“As redes sociais são a peste de hoje. O seu veneno espalha-se como a peste, destrói como a peste, mata como a peste.” Miguel Sousa Tavares
Wim Wenders vaticinou que o século xxi iria ser o século da imagem. Em que a imagem iria ser rainha no audiovisual, nos novos media, naquilo que viriam a ser (e são atualmente) as redes sociais. Tudo através da intermediação de conteúdos informativos que iriam ter uma forte componente de atratividade e perceção, por via da imagem em movimento, dos clipes, dos vídeos, das fotos, etc. Mas, como outros profissionais do audiovisual, Wim Wenders clamou que a imagem iria assumir-se como instrumento maior da intermediação social, política e mediática, associada ao som e ao ruído. E à rapidez com que ambos, coligados, iriam conseguir intermediar conteúdos no espaço público, mediático e até na internet. Ele e outros que procuraram antever alguns fenómenos sociais na sua relação com o cinema e com o mundo do audiovisual, verificando alguns dos seus impactos, devem atualmente colocar as mãos na cabeça, onde quer que se encontrem, ao olhar à sua volta, percebendo o quanto tudo isso tem ido longe demais, caucionando novas ignorâncias. Sim, novas ignorâncias, que são filhas de uma espécie de uma nova categoria humana em que a videovida, a vida medíocre e “despida” em direto, amplia a crise de valores das nossas sociedades contemporâneas, nestas como noutras matérias pouco inclusivas e pouco plurais. Antes pelo contrário. Sociedades onde o homovídeo é o portador do vírus de vários dos seus males. Numa sociedade que não respeita nem valoriza o silêncio. Numa sociedade que se alimenta do superficial, de tudo o que é “rapidinho”, generalista e que tem de acontecer “no agora”. Numa sociedade que acomoda em modo alucinado quase tudo o que é viral e propaga através da ideologia do anonimato e da cobardia a calúnia, a infâmia, a boataria e a informalidade mentirosa do “diz que diz”. Já para não falar da falsa sensação do que é viver-se mediocremente em direto.
Já recentemente ouvi, como pai de três rapazes, alguns já adolescentes, de jovens da sua idade coisas do género: deveria ser uma chatice e perda de tempo, no seu tempo antigo, não terem internet, nem redes sociais, para fazerem trabalhos e estudarem terem de ler tantos livros, ir a bibliotecas, demorarem tanto tempo para fazer as coisas; a vossa vida social devia ser uma seca; etc., etc.

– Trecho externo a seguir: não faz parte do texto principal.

//! Sentiment signal: aggregate news sentiment mapped onto buy/sell/hold.
//!
//! Thresholds are symmetric around 50: buy at `score >= T`, sell at
//! `score <= 100 - T`, where `T` is `news_score_threshold`. Readings built
//! from fewer than `MIN_ARTICLE_COUNT` articles are treated like missing data.

use serde::{Deserialize, Serialize};
use tracing::debug;

use super::{clamp_score, Category, CategorySignal, NEUTRAL_SCORE};
use crate::config::SignalConfig;
use crate::domain::{Action, SentimentDatum, SentimentLabel};

/// Minimum number of articles behind a sentiment reading before it can move
/// a decision.
pub const MIN_ARTICLE_COUNT: u32 = 3;

/// How much sentiment evidence was available.
#[derive(Debug, Clone, Copy, PartialEq, Eq, Serialize, Deserialize)]
#[serde(rename_all = "snake_case")]
pub enum SentimentCoverage {
    /// No datum for the symbol/date.
    Absent,
    /// A datum exists but rests on too few articles.
    BelowMinimum,
    /// The datum was scored.
    Scored,
}

#[derive(Debug, Clone, PartialEq, Serialize, Deserialize)]
pub struct SentimentSignal {
    pub action: Action,
    pub score: f64,
    pub reasons: Vec<String>,
    pub label: SentimentLabel,
    pub article_count: u32,
    pub coverage: SentimentCoverage,
}

impl SentimentSignal {
    fn neutral(article_count: u32, coverage: SentimentCoverage, reason: String) -> Self {
        Self {
            action: Action::Hold,
            score: NEUTRAL_SCORE,
            reasons: vec![reason],
            label: SentimentLabel::Neutral,
            article_count,
            coverage,
        }
    }
}

/// Score a sentiment datum (or its absence) against `config`.
pub fn generate(data: Option<&SentimentDatum>, config: &SignalConfig) -> SentimentSignal {
    let Some(datum) = data else {
        return SentimentSignal::neutral(
            0,
            SentimentCoverage::Absent,
            "No sentiment data available".to_string(),
        );
    };

    if datum.article_count < MIN_ARTICLE_COUNT {
        debug!(
            article_count = datum.article_count,
            "sentiment signal: below minimum article count"
        );
        return SentimentSignal::neutral(
            datum.article_count,
            SentimentCoverage::BelowMinimum,
            format!(
                "Only {} articles, minimum {MIN_ARTICLE_COUNT} required",
                datum.article_count
            ),
        );
    }

    let score = clamp_score(datum.score);
    let buy_at = config.news_score_threshold;
    let sell_at = config.news_sell_threshold();

    let (action, rationale) = if score >= buy_at {
        (
            Action::Buy,
            format!("Sentiment score {score:.1} >= {buy_at} (bullish threshold)"),
        )
    } else if score <= sell_at {
        (
            Action::Sell,
            format!("Sentiment score {score:.1} <= {sell_at} (bearish threshold)"),
        )
    } else {
        (
            Action::Hold,
            format!("Sentiment score {score:.1} between {sell_at} and {buy_at}"),
        )
    };
    debug!(%action, score, article_count = datum.article_count, "sentiment signal evaluated");

    SentimentSignal {
        action,
        score,
        reasons: vec![
            rationale,
            format!(
                "Based on {} articles ({})",
                datum.article_count, datum.label
            ),
        ],
        label: datum.label.clone(),
        article_count: datum.article_count,
        coverage: SentimentCoverage::Scored,
    }
}

impl From<&SentimentSignal> for CategorySignal {
    fn from(signal: &SentimentSignal) -> Self {
        Self {
            category: Category::Sentiment,
            action: signal.action,
            score: signal.score,
            reasons: signal.reasons.clone(),
            has_data: signal.coverage == SentimentCoverage::Scored,
        }
    }
}

#[cfg(test)]
mod tests {
    use super::*;

    fn config() -> SignalConfig {
        SignalConfig {
            rsi_period: 14,
            rsi_oversold: 30.0,
            rsi_overbought: 70.0,
            sma_short_period: 5,
            sma_long_period: 10,
            sma_trend_period: None,
            news_score_threshold: 65.0,
        }
    }

    fn datum(score: f64, article_count: u32) -> SentimentDatum {
        SentimentDatum::new(score, SentimentLabel::Bullish, article_count)
    }

    #[test]
    fn absent_data_holds() {
        let signal = generate(None, &config());
        assert_eq!(signal.action, Action::Hold);
        assert_eq!(signal.score, 50.0);
        assert_eq!(signal.label, SentimentLabel::Neutral);
        assert_eq!(signal.article_count, 0);
        assert_eq!(signal.coverage, SentimentCoverage::Absent);
        assert_eq!(signal.reasons, vec!["No sentiment data available".to_string()]);
    }

    #[test]
    fn thin_coverage_holds_regardless_of_score() {
        let signal = generate(Some(&datum(95.0, 2)), &config());
        assert_eq!(signal.action, Action::Hold);
        assert_eq!(signal.score, 50.0);
        assert_eq!(signal.label, SentimentLabel::Neutral);
        assert_eq!(signal.article_count, 2);
        assert_eq!(signal.coverage, SentimentCoverage::BelowMinimum);
        assert_eq!(
            signal.reasons,
            vec!["Only 2 articles, minimum 3 required".to_string()]
        );
    }

    #[test]
    fn bullish_score_buys() {
        let signal = generate(Some(&datum(80.0, 10)), &config());
        assert_eq!(signal.action, Action::Buy);
        assert_eq!(signal.score, 80.0);
        assert_eq!(signal.label, SentimentLabel::Bullish);
        assert_eq!(
            signal.reasons,
            vec![
                "Sentiment score 80.0 >= 65 (bullish threshold)".to_string(),
                "Based on 10 articles (bullish)".to_string(),
            ]
        );
    }

    #[test]
    fn thresholds_are_symmetric() {
        let cfg = config();
        assert_eq!(generate(Some(&datum(65.0, 3)), &cfg).action, Action::Buy);
        assert_eq!(generate(Some(&datum(35.0, 3)), &cfg).action, Action::Sell);
        for score in [35.1, 40.0, 50.0, 60.0, 64.9] {
            assert_eq!(
                generate(Some(&datum(score, 3)), &cfg).action,
                Action::Hold,
                "score {score} should hold"
            );
        }
    }

    #[test]
    fn bearish_and_neutral_rationales() {
        let sell = generate(
            Some(&SentimentDatum::new(20.0, SentimentLabel::Bearish, 7)),
            &config(),
        );
        assert_eq!(sell.reasons[0], "Sentiment score 20.0 <= 35 (bearish threshold)");
        assert_eq!(sell.reasons[1], "Based on 7 articles (bearish)");

        let hold = generate(
            Some(&SentimentDatum::new(52.0, SentimentLabel::Neutral, 4)),
            &config(),
        );
        assert_eq!(hold.reasons[0], "Sentiment score 52.0 between 35 and 65");
    }

    #[test]
    fn out_of_range_score_is_clamped() {
        let signal = generate(Some(&datum(130.0, 5)), &config());
        assert_eq!(signal.score, 100.0);
        assert_eq!(signal.action, Action::Buy);
    }

    #[test]
    fn category_view_excludes_thin_coverage() {
        let thin = generate(Some(&datum(95.0, 1)), &config());
        assert!(!CategorySignal::from(&thin).has_data);
        let scored = generate(Some(&datum(95.0, 3)), &config());
        let view = CategorySignal::from(&scored);
        assert!(view.has_data);
        assert_eq!(view.category, Category::Sentiment);
        assert_eq!(view.action, Action::Buy);
    }
}
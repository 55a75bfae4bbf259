//! Arista EOS platform definition.
//!
//! Prompt patterns are adapted from [scrapli](https://github.com/carlmontanari/scrapli).
//!
//! # Prompt Examples
//!
//! ```text
//! switch>                            # exec mode
//! switch#                            # privilege_exec mode
//! switch(config)#                    # configuration mode
//! switch(vrf:MGMT)#                  # privilege_exec in a routing context
//! ```

use super::PlatformDefinition;

/// On-box CLI binary; its presence means we are running on the switch.
pub const FASTCLI_PATH: &str = "/usr/bin/FastCli";

/// Where EOS keeps flash: on its Linux filesystem.
pub const FLASH_DIR: &str = "/mnt/flash";

const PROMPT: &str = r"(?mi)^[\w.\-@()/: ]{1,63}[>#]\s?\z";
const EXEC_PROMPT: &str = r"(?mi)^[\w.\-@()/: ]{1,63}>\s?\z";

/// Create the Arista EOS platform definition.
pub fn platform() -> PlatformDefinition {
    PlatformDefinition::new("arista_eos", PROMPT)
        .and_then(|p| p.with_enable(EXEC_PROMPT, "enable"))
        .expect("static EOS prompt patterns compile")
        .with_failure_pattern("% Ambiguous command")
        .with_failure_pattern("% Error")
        .with_failure_pattern("% Incomplete command")
        .with_failure_pattern("% Invalid input")
        .with_failure_pattern("% Unavailable command")
        .with_failure_pattern("% Authorization denied")
        .with_on_open_command("terminal length 0")
        .with_on_open_command("terminal width 32767")
        .with_terminal_size(32767, 24)
}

Estes e outros comentários são para mim muito reveladores. Do poder das novas ignorâncias. E dos seus efeitos negativos. Das ilusões que alimentam entre dois mundos, o mundo real e o mundo fictício em que julgam que vão viver a vida toda. E, ao mesmo tempo, a responsabilidade que se nos impõe de não aderirmos a esta espécie de ideologia do acomodamento social de que a modernidade e o progresso se fazem, irão fazer-se, com as redes sociais e com tudo o que lhes está diretamente associado, como causas e sobretudo como consequências, nomeadamente substituindo valores de vida como o mérito, o trabalho, a qualidade, o rigor, a verdade. Não. Temos de combater este poder das (novas) ignorâncias. Tudo isto contra a chico-espertice, o esquema, o generalismo, a mediocridade, a ignorância. É que estas novas ignorâncias são muito piores que as antigas. Porquanto se alimentam e sobrevivem muito da soberba, da arrogância e da cegueira, das verdades definitivas. Dissimulando-se como vírus por um espaço onde, enquanto seu habitat natural, é difícil serem combatidas eficazmente. Até porque a natureza humana é fraca e gosta mais do fácil do que do difícil, que dá trabalho.
Para as democracias contemporâneas, de base demoliberal, compatibilizar estas novas ignorâncias, como temos percebido, não está a ser fácil. Antes pelo contrario. Os resultados estão à vista. E têm também muito que ver com a crise da participação política, com a crise nos partidos políticos, com a transformação do discurso político e sobretudo com a perda de qualidade dos próprios sistemas jurídico-políticos. O mesmo sucedendo com alguns dos desafios que se colocam aos media (novos e velhos) ao nível da sua deontologia e do seu papel institucional na concretização quotidiana da defesa do Estado de direito democrático e da correspondente defesa da catalogação e do cardápio dos direitos, liberdades e garantias. Mas tudo isso fica para outras núpcias. Porque o poder das novas ignorâncias tem sido e será cada vez mais causador de muitos males do tempo e das sociedades em que vivemos. Até porque a ignorância alimenta-se desde sempre da inveja e da mediocridade.